Arterial stiffness calculations show equivalent results for CVD events
Several methods of local arterial stiffness calculation produce generally the same results, reports a study. This suggests that the variety of these calculations do not lead to inconsistent findings.
A total of 6,814 adults without clinical cardiovascular disease (CVD) at enrolment participated in the multi-ethnic study of atherosclerosis. Those with CVD surveillance through 2018 and carotid ultrasound (n=5,873) or aorta magnetic resonance imaging (n=3,175) at the baseline exam (2000‒2002) were eligible for inclusion.
The authors analysed 21 different calculations of local arterial stiffness. They also performed cross-sectional and longitudinal statistical analyses, as well as Cox hazard modeling, to explore the associations with CVD events (ie, myocardial infarction, resuscitated cardiac arrest stroke, adjudicated angina, and cardiovascular death).
Associations of carotid artery stiffness calculations with each other were mixed (r, 0.56‒0.99), and aortic stiffness measures were similar (r, 0.66‒0.99).
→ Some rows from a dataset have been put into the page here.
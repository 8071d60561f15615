//! Query execution
//!
//! Runs validated queries against a dataset snapshot under a time budget and
//! a row cap.

pub mod executor;
pub mod result;

pub use executor::*;
pub use result::*;
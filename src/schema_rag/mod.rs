//! Schema RAG
//!
//! Optional retrieval of question-relevant schema context for the LLM prompt.

pub mod retriever;

pub use retriever::*;

use crate::schema::Schema;

/// Supplies extra prompt context for a question. Returning `None` leaves the
/// prompt with the plain schema description.
pub trait ContextProvider: Send + Sync {
    fn retrieve(&self, question: &str, schema: &Schema) -> Option<String>;
}
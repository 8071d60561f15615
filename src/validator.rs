//! SQL Validator / Sanitizer
//!
//! Every candidate, whatever produced it, passes through here before it may
//! touch data. Accepted: exactly one read-only query over the dataset table
//! whose identifiers all resolve against the schema. A missing or oversized
//! `LIMIT` is rewritten to the row cap instead of rejected.

use crate::candidate::{Correction, SqlCandidate, ValidationStatus};
use crate::error::ValidationRejection;
use crate::schema::Schema;
use serde::Serialize;
use sqlparser::ast::{
    visit_expressions, visit_relations, Expr, Ident, Query, SelectItem, SetExpr, Statement, TableFactor,
    Value,
};
use sqlparser::dialect::SQLiteDialect;
use sqlparser::parser::Parser;
use sqlparser::tokenizer::{Token, Tokenizer};
use std::collections::HashSet;
use std::ops::ControlFlow;
use tracing::{debug, warn};

/// A candidate the validator accepted. Only this module can build one, and the
/// executor accepts nothing else.
#[derive(Debug, Clone, Serialize)]
pub struct ValidatedQuery {
    candidate: SqlCandidate,
    row_cap: u64,
}

impl ValidatedQuery {
    pub fn sql(&self) -> &str {
        &self.candidate.sql
    }

    pub fn candidate(&self) -> &SqlCandidate {
        &self.candidate
    }

    pub fn row_cap(&self) -> u64 {
        self.row_cap
    }

    pub fn into_candidate(self) -> SqlCandidate {
        self.candidate
    }

    #[cfg(test)]
    pub(crate) fn unchecked(sql: &str, row_cap: u64) -> Self {
        let mut candidate = SqlCandidate::llm(sql);
        candidate.status = ValidationStatus::Valid;
        Self { candidate, row_cap }
    }
}

/// Outcome of a failed `check_identifiers`.
#[derive(Debug, Clone, PartialEq)]
pub enum IdentifierIssue {
    /// The text is not SQL the parser accepts.
    Unparseable(String),
    Rejected(ValidationRejection),
}

#[derive(Debug, Clone)]
pub struct RejectedCandidate {
    pub candidate: SqlCandidate,
    pub reason: ValidationRejection,
}

#[derive(Debug, Clone)]
pub struct SqlValidator {
    table: String,
    row_cap: u64,
}

impl SqlValidator {
    pub fn new(table: impl Into<String>, row_cap: u64) -> Self {
        Self {
            table: table.into(),
            row_cap,
        }
    }

    pub fn row_cap(&self) -> u64 {
        self.row_cap
    }

    pub fn validate(
        &self,
        mut candidate: SqlCandidate,
        schema: &Schema,
    ) -> Result<ValidatedQuery, RejectedCandidate> {
        match self.inspect(&candidate.sql, schema) {
            Ok((sql, corrections)) => {
                debug!("Validated {} candidate: {}", candidate.origin, sql);
                candidate.sql = sql;
                candidate.corrections.extend(corrections);
                candidate.status = ValidationStatus::Valid;
                Ok(ValidatedQuery {
                    candidate,
                    row_cap: self.row_cap,
                })
            }
            Err(reason) => {
                warn!("Rejected {} candidate ({}): {}", candidate.origin, reason.code(), candidate.sql);
                candidate.status = ValidationStatus::Rejected(reason.clone());
                Err(RejectedCandidate { candidate, reason })
            }
        }
    }

    /// Identifier check alone, for generators that want to vet their own
    /// output. Structural problems are left to `validate`.
    pub fn check_identifiers(&self, sql: &str, schema: &Schema) -> Result<(), IdentifierIssue> {
        let statements =
            Parser::parse_sql(&SQLiteDialect {}, sql).map_err(|e| IdentifierIssue::Unparseable(e.to_string()))?;
        for statement in &statements {
            if let Statement::Query(query) = statement {
                let scope = Scope::collect(query, schema, &self.table);
                scope.check(statement).map_err(IdentifierIssue::Rejected)?;
            }
        }
        Ok(())
    }

    fn inspect(&self, sql: &str, schema: &Schema) -> Result<(String, Vec<Correction>), ValidationRejection> {
        let mut statement = parse_single(sql)?;

        let query = match &statement {
            Statement::Query(query) => query,
            other => {
                return Err(ValidationRejection::DisallowedStatement(format!(
                    "only SELECT is allowed, found {}",
                    statement_keyword(other)
                )))
            }
        };
        check_body(&query.body)?;
        Scope::collect(query, schema, &self.table).check(&statement)?;

        let corrections = match &mut statement {
            Statement::Query(query) => self.enforce_row_cap(query),
            _ => Vec::new(),
        };
        Ok((statement.to_string(), corrections))
    }

    fn enforce_row_cap(&self, query: &mut Query) -> Vec<Correction> {
        let cap = self.row_cap;
        let cap_expr = Expr::Value(Value::Number(cap.to_string(), false));
        match query.limit.clone() {
            None => {
                query.limit = Some(cap_expr);
                vec![Correction::RowCapInjected { cap }]
            }
            Some(Expr::Value(Value::Number(n, _))) if n.parse::<u64>().map_or(false, |n| n <= cap) => {
                Vec::new()
            }
            Some(other) => {
                query.limit = Some(cap_expr);
                vec![Correction::LimitClamped {
                    requested: other.to_string(),
                    cap,
                }]
            }
        }
    }
}

fn parse_single(sql: &str) -> Result<Statement, ValidationRejection> {
    let dialect = SQLiteDialect {};
    let tokens = Tokenizer::new(&dialect, sql)
        .tokenize()
        .map_err(|e| ValidationRejection::DisallowedStatement(format!("unparseable SQL: {}", e)))?;

    // Comments are whitespace tokens here, so a `;` hidden in one never counts.
    match count_statements(&tokens) {
        0 => {
            return Err(ValidationRejection::DisallowedStatement(
                "empty statement".to_string(),
            ))
        }
        1 => {}
        n => return Err(ValidationRejection::MultiStatement(n)),
    }

    let mut statements = Parser::parse_sql(&dialect, sql)
        .map_err(|e| ValidationRejection::DisallowedStatement(format!("unparseable SQL: {}", e)))?;
    if statements.len() != 1 {
        return Err(ValidationRejection::MultiStatement(statements.len()));
    }
    Ok(statements.remove(0))
}

fn count_statements(tokens: &[Token]) -> usize {
    let mut count = 0;
    let mut has_content = false;
    for token in tokens {
        match token {
            Token::SemiColon => {
                if has_content {
                    count += 1;
                }
                has_content = false;
            }
            Token::Whitespace(_) | Token::EOF => {}
            _ => has_content = true,
        }
    }
    if has_content {
        count += 1;
    }
    count
}

fn check_body(body: &SetExpr) -> Result<(), ValidationRejection> {
    match body {
        SetExpr::Select(select) => {
            if select.into.is_some() {
                return Err(ValidationRejection::DisallowedStatement(
                    "SELECT INTO writes data".to_string(),
                ));
            }
            Ok(())
        }
        SetExpr::Query(query) => check_body(&query.body),
        SetExpr::SetOperation { op, .. } => Err(ValidationRejection::DisallowedStatement(format!(
            "set operation {} is not allowed",
            op
        ))),
        _ => Err(ValidationRejection::DisallowedStatement(
            "query body must be a SELECT".to_string(),
        )),
    }
}

fn statement_keyword(statement: &Statement) -> String {
    statement
        .to_string()
        .split_whitespace()
        .next()
        .map(str::to_uppercase)
        .unwrap_or_else(|| "unknown statement".to_string())
}

/// Names visible to a query: the dataset table and CTEs as relations, table
/// aliases as qualifiers, schema columns plus projection/CTE aliases as columns.
struct Scope {
    tables: HashSet<String>,
    qualifiers: HashSet<String>,
    names: HashSet<String>,
}

impl Scope {
    fn collect(query: &Query, schema: &Schema, table: &str) -> Self {
        let mut scope = Scope {
            tables: HashSet::new(),
            qualifiers: HashSet::new(),
            names: schema.columns().iter().map(|c| c.name.to_lowercase()).collect(),
        };
        scope.tables.insert(table.to_lowercase());
        scope.collect_query(query);
        scope.qualifiers.extend(scope.tables.iter().cloned());
        scope
    }

    fn collect_query(&mut self, query: &Query) {
        if let Some(ref with) = query.with {
            for cte in &with.cte_tables {
                self.tables.insert(lower(&cte.alias.name));
                self.names.extend(cte.alias.columns.iter().map(lower));
                self.collect_query(&cte.query);
            }
        }
        self.collect_set_expr(&query.body);
    }

    fn collect_set_expr(&mut self, body: &SetExpr) {
        match body {
            SetExpr::Select(select) => {
                for item in &select.projection {
                    if let SelectItem::ExprWithAlias { alias, .. } = item {
                        self.names.insert(lower(alias));
                    }
                }
                for from in &select.from {
                    self.collect_factor(&from.relation);
                    for join in &from.joins {
                        self.collect_factor(&join.relation);
                    }
                }
            }
            SetExpr::Query(query) => self.collect_query(query),
            SetExpr::SetOperation { left, right, .. } => {
                self.collect_set_expr(left);
                self.collect_set_expr(right);
            }
            _ => {}
        }
    }

    fn collect_factor(&mut self, factor: &TableFactor) {
        match factor {
            TableFactor::Table { alias, .. } => {
                if let Some(alias) = alias {
                    self.qualifiers.insert(lower(&alias.name));
                }
            }
            TableFactor::Derived { subquery, alias, .. } => {
                self.collect_query(subquery);
                if let Some(alias) = alias {
                    self.qualifiers.insert(lower(&alias.name));
                    self.names.extend(alias.columns.iter().map(lower));
                }
            }
            _ => {}
        }
    }

    fn check(&self, statement: &Statement) -> Result<(), ValidationRejection> {
        let relations = visit_relations(statement, |relation| {
            let name = relation.0.last().map(|i| i.value.clone()).unwrap_or_default();
            if self.tables.contains(&name.to_lowercase()) {
                ControlFlow::Continue(())
            } else {
                ControlFlow::Break(ValidationRejection::UnknownTable(name))
            }
        });
        if let ControlFlow::Break(rejection) = relations {
            return Err(rejection);
        }

        let expressions = visit_expressions(statement, |expr| match expr {
            Expr::Identifier(ident) => self.check_name(ident),
            Expr::CompoundIdentifier(parts) if parts.len() >= 2 => {
                let qualifier = &parts[parts.len() - 2];
                if !self.qualifiers.contains(&lower(qualifier)) {
                    return ControlFlow::Break(ValidationRejection::UnknownTable(qualifier.value.clone()));
                }
                self.check_name(&parts[parts.len() - 1])
            }
            _ => ControlFlow::Continue(()),
        });
        if let ControlFlow::Break(rejection) = expressions {
            return Err(rejection);
        }
        Ok(())
    }

    fn check_name(&self, ident: &Ident) -> ControlFlow<ValidationRejection> {
        if self.names.contains(&lower(ident)) {
            ControlFlow::Continue(())
        } else {
            ControlFlow::Break(ValidationRejection::UnknownColumn(ident.value.clone()))
        }
    }
}

fn lower(ident: &Ident) -> String {
    ident.value.to_lowercase()
}
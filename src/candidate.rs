//! SQL candidates and their provenance tags

use crate::error::ValidationRejection;
use serde::{Deserialize, Serialize};
use std::fmt;

/// Which generator produced a candidate.
#[derive(Debug, Clone, Copy, PartialEq, Eq, Hash, Serialize, Deserialize)]
pub enum SqlOrigin {
    #[serde(rename = "llm")]
    Llm,
    #[serde(rename = "rule-based")]
    RuleBased,
}

impl fmt::Display for SqlOrigin {
    fn fmt(&self, f: &mut fmt::Formatter<'_>) -> fmt::Result {
        match self {
            SqlOrigin::Llm => write!(f, "llm"),
            SqlOrigin::RuleBased => write!(f, "rule-based"),
        }
    }
}

#[derive(Debug, Clone, PartialEq, Eq, Serialize)]
#[serde(tag = "status", content = "rejection", rename_all = "snake_case")]
pub enum ValidationStatus {
    Unvalidated,
    Valid,
    Rejected(ValidationRejection),
}

/// `Low` marks unresolved intent: the SQL is still valid, but downstream
/// stages should say the question was not understood.
#[derive(Debug, Clone, Copy, PartialEq, Eq, Serialize, Deserialize)]
#[serde(rename_all = "snake_case")]
pub enum Confidence {
    High,
    Low,
}

/// Rewrites the validator applied instead of rejecting.
#[derive(Debug, Clone, PartialEq, Eq, Serialize)]
#[serde(tag = "action", rename_all = "snake_case")]
pub enum Correction {
    #[serde(rename = "no_limit_enforced_added")]
    RowCapInjected { cap: u64 },
    LimitClamped { requested: String, cap: u64 },
}

#[derive(Debug, Clone, PartialEq, Eq, Serialize)]
pub struct SqlCandidate {
    pub sql: String,
    pub origin: SqlOrigin,
    pub status: ValidationStatus,
    pub confidence: Confidence,
    /// Rule template that matched, rule-based candidates only
    pub template: Option<String>,
    pub corrections: Vec<Correction>,
}

impl SqlCandidate {
    pub fn llm(sql: impl Into<String>) -> Self {
        Self {
            sql: sql.into(),
            origin: SqlOrigin::Llm,
            status: ValidationStatus::Unvalidated,
            confidence: Confidence::High,
            template: None,
            corrections: Vec::new(),
        }
    }

    pub fn rule_based(sql: impl Into<String>, template: &str, confidence: Confidence) -> Self {
        Self {
            sql: sql.into(),
            origin: SqlOrigin::RuleBased,
            status: ValidationStatus::Unvalidated,
            confidence,
            template: Some(template.to_string()),
            corrections: Vec::new(),
        }
    }

    pub fn is_low_confidence(&self) -> bool {
        self.confidence == Confidence::Low
    }
}
//! Orchestrator
//!
//! Drives one question through an ordered generator chain. Every candidate is
//! validated before it may run; the first valid one is executed.
//!
//! ```text
//! START -> LLM_ATTEMPT -> VALIDATE_LLM -> EXECUTE -> DONE | ERROR
//!              |               |
//!              +-> LLM_FAILED <+
//!                      |
//!                      v
//!               RULE_FALLBACK -> VALIDATE_RULE -> EXECUTE
//!                                      |
//!                                      v
//!                               RULE_REJECTED -> UNIVERSAL_FALLBACK -> EXECUTE | ERROR
//! ```
//!
//! The LLM is called at most once. Execution failures are reported, not
//! retried on another path.

use crate::candidate::{Confidence, SqlCandidate, SqlOrigin};
use crate::config::EngineConfig;
use crate::dataset::quote_ident;
use crate::error::{AnswerError, GenerationFailure, Result, ValidationRejection};
use crate::execution::{QueryExecutor, QueryResult};
use crate::generator::{GenerationRequest, LlmSqlGenerator, RuleBasedGenerator, SqlGenerator};
use crate::llm::LlmClient;
use crate::schema::Schema;
use crate::schema_rag::SchemaProfileRetriever;
use crate::session::{SessionContext, SessionStore, Turn};
use crate::validator::{RejectedCandidate, SqlValidator, ValidatedQuery};
use serde::Serialize;
use std::sync::Arc;
use tracing::{debug, info, warn};
use uuid::Uuid;

pub const UNIVERSAL_TEMPLATE: &str = "universal_fallback";

#[derive(Debug, Clone, Copy, PartialEq, Eq, Serialize)]
#[serde(rename_all = "SCREAMING_SNAKE_CASE")]
pub enum Stage {
    Start,
    LlmAttempt,
    ValidateLlm,
    LlmFailed,
    RuleFallback,
    ValidateRule,
    RuleRejected,
    UniversalFallback,
    Execute,
    Done,
    Error,
}

/// Why the LLM path did not produce the final SQL.
#[derive(Debug, Clone, PartialEq, Eq, Serialize)]
#[serde(tag = "kind", content = "cause", rename_all = "snake_case")]
pub enum FailureCause {
    Generation(GenerationFailure),
    Rejected(ValidationRejection),
}

#[derive(Debug, Clone, Default, PartialEq, Eq, Serialize)]
pub struct FallbackDecision {
    pub llm_attempted: bool,
    pub llm_failure: Option<FailureCause>,
    pub rule_based_used: bool,
    pub rule_rejection: Option<ValidationRejection>,
    pub universal_fallback_used: bool,
}

#[derive(Debug, Clone, Default, PartialEq, Eq, Serialize)]
pub struct Provenance {
    /// Generator behind the SQL that was executed, if any got that far
    pub path: Option<SqlOrigin>,
    pub states: Vec<Stage>,
    pub fallback: FallbackDecision,
    /// Question intent was not resolved; downstream stages should say so
    pub low_confidence: bool,
    pub sql: Option<String>,
    pub template: Option<String>,
}

impl Provenance {
    fn enter(&mut self, stage: Stage) {
        debug!("Orchestrator -> {:?}", stage);
        self.states.push(stage);
    }

    fn select(&mut self, query: &ValidatedQuery) {
        let candidate = query.candidate();
        self.path = Some(candidate.origin);
        self.low_confidence = candidate.is_low_confidence();
        self.sql = Some(candidate.sql.clone());
        self.template = candidate.template.clone();
    }

    pub fn last_stage(&self) -> Option<Stage> {
        self.states.last().copied()
    }
}

/// Outcome of one question. Failures travel in `outcome`, never as faults.
#[derive(Debug, Clone, Serialize)]
pub struct Answer {
    pub outcome: std::result::Result<QueryResult, AnswerError>,
    pub provenance: Provenance,
}

impl Answer {
    pub fn is_ok(&self) -> bool {
        self.outcome.is_ok()
    }

    pub fn result(&self) -> Option<&QueryResult> {
        self.outcome.as_ref().ok()
    }

    pub fn error(&self) -> Option<&AnswerError> {
        self.outcome.as_ref().err()
    }
}

pub struct Orchestrator {
    generators: Vec<Arc<dyn SqlGenerator>>,
    validator: SqlValidator,
    executor: QueryExecutor,
    history_turns: usize,
}

impl Orchestrator {
    /// Rule-based chain only; add a model with `with_llm`.
    pub fn new(validator: SqlValidator, executor: QueryExecutor) -> Self {
        Self {
            generators: vec![Arc::new(RuleBasedGenerator::default())],
            validator,
            executor,
            history_turns: 1,
        }
    }

    /// Chain from config: the OpenAI-compatible client goes first when a key
    /// is configured.
    pub fn from_config(config: &EngineConfig) -> Result<Self> {
        let orchestrator = Self::new(
            SqlValidator::new(config.table_name.clone(), config.row_cap),
            QueryExecutor::new(config.exec_timeout()),
        )
        .with_history_turns(config.history_turns);

        if !config.llm_enabled() {
            info!("No LLM API key configured, using rule-based generation only");
            return Ok(orchestrator);
        }

        let client = LlmClient::new(config.llm.clone())?;
        info!("LLM generation enabled with model '{}'", client.model());
        let generator = LlmSqlGenerator::from_config(Arc::new(client), config)
            .with_context_provider(Arc::new(SchemaProfileRetriever::default()));
        Ok(orchestrator.with_llm(Arc::new(generator)))
    }

    /// Put `generator` at the head of the chain.
    pub fn with_llm(mut self, generator: Arc<dyn SqlGenerator>) -> Self {
        self.generators.insert(0, generator);
        self
    }

    /// Replace the whole chain, in attempt order.
    pub fn with_generators(mut self, generators: Vec<Arc<dyn SqlGenerator>>) -> Self {
        self.generators = generators;
        self
    }

    pub fn with_history_turns(mut self, turns: usize) -> Self {
        self.history_turns = turns;
        self
    }

    /// Answer against a stored session and record the turn on success.
    pub async fn answer_for(&self, store: &SessionStore, dataset_id: Uuid, question: &str) -> Answer {
        let ctx = match store.context(dataset_id, self.history_turns) {
            Some(ctx) => ctx,
            None => {
                warn!("Question for unknown dataset {}", dataset_id);
                let mut provenance = Provenance::default();
                provenance.enter(Stage::Start);
                provenance.enter(Stage::Error);
                return Answer {
                    outcome: Err(AnswerError::UnknownDataset {
                        dataset_id: dataset_id.to_string(),
                    }),
                    provenance,
                };
            }
        };

        let answer = self.answer(&ctx, question).await;
        if let Ok(ref result) = answer.outcome {
            store.record_turn(
                &ctx,
                Turn {
                    question: question.to_string(),
                    sql: result.sql().to_string(),
                    columns: result.columns.clone(),
                    origin: result.candidate.origin,
                },
            );
        }
        answer
    }

    /// Answer against an explicit session snapshot.
    pub async fn answer(&self, ctx: &SessionContext, question: &str) -> Answer {
        let schema = ctx.dataset.schema();
        let request = GenerationRequest::new(question, schema).with_history(&ctx.history);
        let mut provenance = Provenance::default();
        provenance.enter(Stage::Start);
        info!("Answering question for dataset {}: {}", ctx.dataset_id, question);

        let mut chosen = None;
        for generator in &self.generators {
            let origin = generator.origin();
            match origin {
                SqlOrigin::Llm => {
                    provenance.enter(Stage::LlmAttempt);
                    provenance.fallback.llm_attempted = true;
                }
                SqlOrigin::RuleBased => {
                    provenance.enter(Stage::RuleFallback);
                    provenance.fallback.rule_based_used = true;
                }
            }

            let candidate = match generator.generate(&request).await {
                Ok(candidate) => candidate,
                Err(failure) => {
                    warn!("{} generation failed: {}", origin, failure);
                    record_failure(&mut provenance, origin, FailureCause::Generation(failure));
                    continue;
                }
            };

            provenance.enter(match origin {
                SqlOrigin::Llm => Stage::ValidateLlm,
                SqlOrigin::RuleBased => Stage::ValidateRule,
            });
            match self.validator.validate(candidate, schema) {
                Ok(validated) => {
                    chosen = Some(validated);
                    break;
                }
                Err(RejectedCandidate { reason, .. }) => {
                    record_failure(&mut provenance, origin, FailureCause::Rejected(reason));
                }
            }
        }

        let validated = match chosen {
            Some(validated) => validated,
            None => match self.universal_fallback(schema, &mut provenance) {
                Ok(validated) => validated,
                Err(rejection) => {
                    provenance.enter(Stage::Error);
                    return Answer {
                        outcome: Err(AnswerError::NoValidCandidate { rejection }),
                        provenance,
                    };
                }
            },
        };

        provenance.select(&validated);
        provenance.enter(Stage::Execute);
        debug!("Executing with a {:?} budget: {}", self.executor.timeout(), validated.sql());
        let outcome = self
            .executor
            .execute(Arc::clone(&ctx.dataset), validated)
            .await
            .map_err(|failure| AnswerError::Execution { failure });

        match outcome {
            Ok(ref result) => {
                provenance.enter(Stage::Done);
                info!(
                    "Answered via {} path with {} rows",
                    result.candidate.origin, result.row_count
                );
            }
            Err(ref e) => {
                provenance.enter(Stage::Error);
                warn!("Execution failed: {}", e);
            }
        }
        Answer { outcome, provenance }
    }

    fn universal_fallback(
        &self,
        schema: &Schema,
        provenance: &mut Provenance,
    ) -> std::result::Result<ValidatedQuery, ValidationRejection> {
        provenance.enter(Stage::UniversalFallback);
        provenance.fallback.universal_fallback_used = true;
        warn!("No generator produced a valid candidate, using the trivial query");

        let candidate = SqlCandidate::rule_based(
            format!(
                "SELECT * FROM {} LIMIT {}",
                quote_ident(schema.table()),
                self.validator.row_cap()
            ),
            UNIVERSAL_TEMPLATE,
            Confidence::Low,
        );
        self.validator
            .validate(candidate, schema)
            .map_err(|rejected| rejected.reason)
    }
}

fn record_failure(provenance: &mut Provenance, origin: SqlOrigin, cause: FailureCause) {
    match origin {
        SqlOrigin::Llm => {
            provenance.enter(Stage::LlmFailed);
            provenance.fallback.llm_failure = Some(cause);
        }
        SqlOrigin::RuleBased => {
            provenance.enter(Stage::RuleRejected);
            if let FailureCause::Rejected(reason) = cause {
                provenance.fallback.rule_rejection = Some(reason);
            }
        }
    }
}
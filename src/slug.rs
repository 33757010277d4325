//! Transliteration of display names into URL-safe slugs.

/// Latin spelling of one lowercase Cyrillic letter. Letters with no direct
/// Latin sound (ъ, ь) map to an empty string and disappear from the slug.
fn cyrillic_to_latin(ch: char) -> Option<&'static str> {
    let mapped = match ch {
        'а' => "a",
        'б' => "b",
        'в' => "v",
        'г' => "g",
        'д' => "d",
        'е' => "e",
        'ё' => "yo",
        'ж' => "zh",
        'з' => "z",
        'и' => "i",
        'й' => "y",
        'к' => "k",
        'л' => "l",
        'м' => "m",
        'н' => "n",
        'о' => "o",
        'п' => "p",
        'р' => "r",
        'с' => "s",
        'т' => "t",
        'у' => "u",
        'ф' => "f",
        'х' => "h",
        'ц' => "ts",
        'ч' => "ch",
        'ш' => "sh",
        'щ' => "sch",
        'ъ' => "",
        'ы' => "y",
        'ь' => "",
        'э' => "e",
        'ю' => "yu",
        'я' => "ya",
        _ => return None,
    };
    Some(mapped)
}

/// Builds a URL slug from arbitrary text. Lowercases the input, spells
/// Cyrillic letters out in Latin, keeps `[a-z0-9-]` as-is and turns every
/// other character into a single hyphen. Consecutive hyphens are not
/// collapsed and edges are not trimmed, matching the slugs already
/// published on the site.
pub fn transliterate(text: &str) -> String {
    let mut slug = String::with_capacity(text.len());
    for ch in text.to_lowercase().chars() {
        if let Some(mapped) = cyrillic_to_latin(ch) {
            slug.push_str(mapped);
        } else if ch.is_ascii_lowercase() || ch.is_ascii_digit() || ch == '-' {
            slug.push(ch);
        } else {
            slug.push('-');
        }
    }
    slug
}

#[cfg(test)]
mod tests {
    use super::*;

    #[test]
    fn test_cyrillic_phrase() {
        assert_eq!(transliterate("Привет, мир!"), "privet--mir-");
    }

    #[test]
    fn test_deterministic() {
        let input = "Новый Кейс: SEO 2024";
        assert_eq!(transliterate(input), transliterate(input));
    }

    #[test]
    fn test_output_charset() {
        let slug = transliterate("Обзор инструментов — часть 1 (черновик)");
        assert!(slug
            .chars()
            .all(|c| c.is_ascii_lowercase() || c.is_ascii_digit() || c == '-'));
    }

    #[test]
    fn test_multi_letter_mappings() {
        assert_eq!(transliterate("ёжик"), "yozhik");
        assert_eq!(transliterate("щука"), "schuka");
        assert_eq!(transliterate("цюрих"), "tsyurih");
    }

    #[test]
    fn test_soft_and_hard_signs_deleted() {
        assert_eq!(transliterate("объём"), "obyom");
        assert_eq!(transliterate("львов"), "lvov");
    }

    #[test]
    fn test_latin_passes_through() {
        assert_eq!(transliterate("Hello World 42"), "hello-world-42");
    }

    #[test]
    fn test_hyphen_runs_preserved() {
        // Runs and edge hyphens are intentionally kept.
        assert_eq!(transliterate("a -- b"), "a----b");
        assert_eq!(transliterate("!news!"), "-news-");
    }

    #[test]
    fn test_empty_input() {
        assert_eq!(transliterate(""), "");
    }
}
For CVD events, the hazard ratio (HR) per standard deviation change were comparable for all carotid stiffness calculations with HRs ranging from 1.00‒1.10 (equivalence p<0.001).
For the aorta, aortic distensibility coefficient showed a more robust relation with CVD events (HR, 1.18, 95 percent confidence interval [CI], 1.02‒1.37) compared to aorta Peterson’s elastic modulus (HR, 0.98, 95 percent CI, 0.89‒1.07) and aorta pulse wave velocity (HR, 1.00, 95 percent CI, 0.90‒1.11).
Moreover, equivalent HRs were noted between all other aortic stiffness calculations (p<0.01).